● **YOUR GOAL**
Find the word "ProgressSink" in the material below and gather every line that contains it.

------------------------------------------------------------------------

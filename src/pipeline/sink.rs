//! Destinations for progress events

use async_trait::async_trait;
use std::sync::Mutex;
use tokio::sync::mpsc;

use super::events::ProgressEvent;
use crate::{Error, Result};

/// Ordered, one-way destination for the events of a single run
///
/// `emit` failing with [`Error::ClientDisconnected`] means nobody is
/// listening any more; the pipeline stops at that point.
#[async_trait]
pub trait ProgressSink: Send + Sync {
    /// Deliver one event
    async fn emit(&self, event: ProgressEvent) -> Result<()>;
}

/// Sink backed by a bounded channel, drained by the SSE response
pub struct ChannelSink {
    tx: mpsc::Sender<ProgressEvent>,
}

impl ChannelSink {
    /// Wrap an existing sender
    pub fn new(tx: mpsc::Sender<ProgressEvent>) -> Self {
        Self { tx }
    }

    /// Create a sink together with the receiving half
    pub fn channel(capacity: usize) -> (Self, mpsc::Receiver<ProgressEvent>) {
        let (tx, rx) = mpsc::channel(capacity.max(1));
        (Self::new(tx), rx)
    }
}

#[async_trait]
impl ProgressSink for ChannelSink {
    async fn emit(&self, event: ProgressEvent) -> Result<()> {
        self.tx
            .send(event)
            .await
            .map_err(|_| Error::ClientDisconnected)
    }
}

/// Sink that keeps every event in memory
#[derive(Default)]
pub struct MemorySink {
    events: Mutex<Vec<ProgressEvent>>,
}

impl MemorySink {
    /// Create an empty sink
    pub fn new() -> Self {
        Self::default()
    }

    /// Snapshot of the events received so far
    pub fn events(&self) -> Vec<ProgressEvent> {
        self.events
            .lock()
            .map(|events| events.clone())
            .unwrap_or_else(|poisoned| poisoned.into_inner().clone())
    }
}

#[async_trait]
impl ProgressSink for MemorySink {
    async fn emit(&self, event: ProgressEvent) -> Result<()> {
        match self.events.lock() {
            Ok(mut events) => events.push(event),
            Err(poisoned) => poisoned.into_inner().push(event),
        }
        Ok(())
    }
}
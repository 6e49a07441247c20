//! Collection CRUD operations.

use crate::error::DatabaseError;
use crate::types::{Collection, CollectionId, ItemRef};
use crate::{Error, Result};
use async_trait::async_trait;
use std::time::Duration;

use super::{CollectionRow, CollectionStore, Database};

/// Attempts at finding an unused random id before giving up
const MAX_ID_ATTEMPTS: usize = 5;

impl Database {
    /// Insert a collection under a freshly generated id
    ///
    /// Ids are random, so a collision with an existing row is possible but
    /// rare; the insert is retried with a new id a few times before failing.
    pub async fn insert_collection(&self, items: &[ItemRef]) -> Result<CollectionId> {
        let items_json = serde_json::to_string(items)?;
        let now = chrono::Utc::now().timestamp();

        for attempt in 1..=MAX_ID_ATTEMPTS {
            let id = CollectionId::generate();
            let result = sqlx::query(
                "INSERT OR IGNORE INTO collections (id, items, created_at) VALUES (?, ?, ?)",
            )
            .bind(id.as_str())
            .bind(&items_json)
            .bind(now)
            .execute(&self.pool)
            .await
            .map_err(|e| {
                Error::Database(DatabaseError::QueryFailed(format!(
                    "Failed to insert collection: {}",
                    e
                )))
            })?;

            if result.rows_affected() == 1 {
                tracing::debug!(collection_id = %id, items = items.len(), "Stored collection");
                return Ok(id);
            }

            tracing::debug!(collection_id = %id, attempt, "Collection id collision, retrying");
        }

        Err(Error::Database(DatabaseError::QueryFailed(format!(
            "Failed to find an unused collection id after {} attempts",
            MAX_ID_ATTEMPTS
        ))))
    }

    /// Get a collection by id
    pub async fn get_collection(&self, id: &CollectionId) -> Result<Option<Collection>> {
        let row = sqlx::query_as::<_, CollectionRow>(
            "SELECT id, items, created_at FROM collections WHERE id = ?",
        )
        .bind(id.as_str())
        .fetch_optional(&self.pool)
        .await
        .map_err(|e| {
            Error::Database(DatabaseError::QueryFailed(format!(
                "Failed to get collection: {}",
                e
            )))
        })?;

        row.map(Collection::try_from).transpose()
    }

    /// Delete collections created before the given timestamp
    ///
    /// Returns the number of records deleted.
    pub async fn delete_collections_before(&self, before_timestamp: i64) -> Result<u64> {
        let result = sqlx::query("DELETE FROM collections WHERE created_at < ?")
            .bind(before_timestamp)
            .execute(&self.pool)
            .await
            .map_err(Error::Sqlx)?;

        Ok(result.rows_affected())
    }

    /// Count stored collections
    pub async fn count_collections(&self) -> Result<i64> {
        let count: i64 = sqlx::query_scalar("SELECT COUNT(*) FROM collections")
            .fetch_one(&self.pool)
            .await
            .map_err(Error::Sqlx)?;

        Ok(count)
    }
}

#[async_trait]
impl CollectionStore for Database {
    async fn create(&self, items: &[ItemRef]) -> Result<CollectionId> {
        self.insert_collection(items).await
    }

    async fn get(&self, id: &CollectionId) -> Result<Collection> {
        self.get_collection(id)
            .await?
            .ok_or_else(|| Error::NotFound(format!("collection {}", id)))
    }

    async fn delete_older_than(&self, age: Duration) -> Result<u64> {
        let age_secs = i64::try_from(age.as_secs()).unwrap_or(i64::MAX);
        let cutoff = chrono::Utc::now().timestamp().saturating_sub(age_secs);
        self.delete_collections_before(cutoff).await
    }
}
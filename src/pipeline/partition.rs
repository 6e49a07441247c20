//! Greedy, order-preserving grouping of items into archive parts

use crate::types::ItemRef;
use crate::utils::archive_entry_name;

/// An item with its estimated size and final entry name
#[derive(Clone, Debug, PartialEq, Eq)]
pub struct ResolvedItem {
    /// 0-based position in the collection
    pub index: usize,
    /// Remote URL
    pub url: String,
    /// Name shown to the user
    pub display_name: String,
    /// Name of the entry inside the archive
    pub entry_name: String,
    /// Estimated size in bytes
    pub size_bytes: u64,
}

impl ResolvedItem {
    /// Resolve `item` at `index` with the given size estimate
    pub fn new(index: usize, item: &ItemRef, size_bytes: u64) -> Self {
        Self {
            index,
            url: item.url.clone(),
            display_name: item.filename.clone(),
            entry_name: archive_entry_name(index, &item.filename),
            size_bytes,
        }
    }

    /// 1-based position, as reported in progress events
    pub fn position(&self) -> usize {
        self.index + 1
    }
}

/// A non-empty run of consecutive items destined for one archive
#[derive(Clone, Debug, PartialEq, Eq)]
pub struct PartGroup {
    /// 1-based part number
    pub part_number: usize,
    /// Items in collection order
    pub items: Vec<ResolvedItem>,
    /// Sum of the members' estimated sizes
    pub estimated_bytes: u64,
}

impl PartGroup {
    /// First item of the group
    pub fn first(&self) -> Option<&ResolvedItem> {
        self.items.first()
    }

    /// Last item of the group
    pub fn last(&self) -> Option<&ResolvedItem> {
        self.items.last()
    }
}

/// Split `items` into consecutive groups whose estimated size stays within `ceiling`
///
/// A new group starts whenever adding the next item would exceed the ceiling
/// and the current group already holds something. An item larger than the
/// ceiling therefore ends up alone in its group. Items are never reordered.
pub fn partition(items: Vec<ResolvedItem>, ceiling: u64) -> Vec<PartGroup> {
    let mut groups: Vec<PartGroup> = Vec::new();
    let mut current: Vec<ResolvedItem> = Vec::new();
    let mut running: u64 = 0;

    for item in items {
        if !current.is_empty() && running.saturating_add(item.size_bytes) > ceiling {
            groups.push(PartGroup {
                part_number: groups.len() + 1,
                items: std::mem::take(&mut current),
                estimated_bytes: running,
            });
            running = 0;
        }
        running = running.saturating_add(item.size_bytes);
        current.push(item);
    }

    if !current.is_empty() {
        groups.push(PartGroup {
            part_number: groups.len() + 1,
            items: current,
            estimated_bytes: running,
        });
    }

    groups
}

------------------------------------------------------------------------

● **OUTPUT OF THE EXERCISE**
pub trait ProgressSink: Send + Sync {
impl ProgressSink for ChannelSink {
impl ProgressSink for MemorySink {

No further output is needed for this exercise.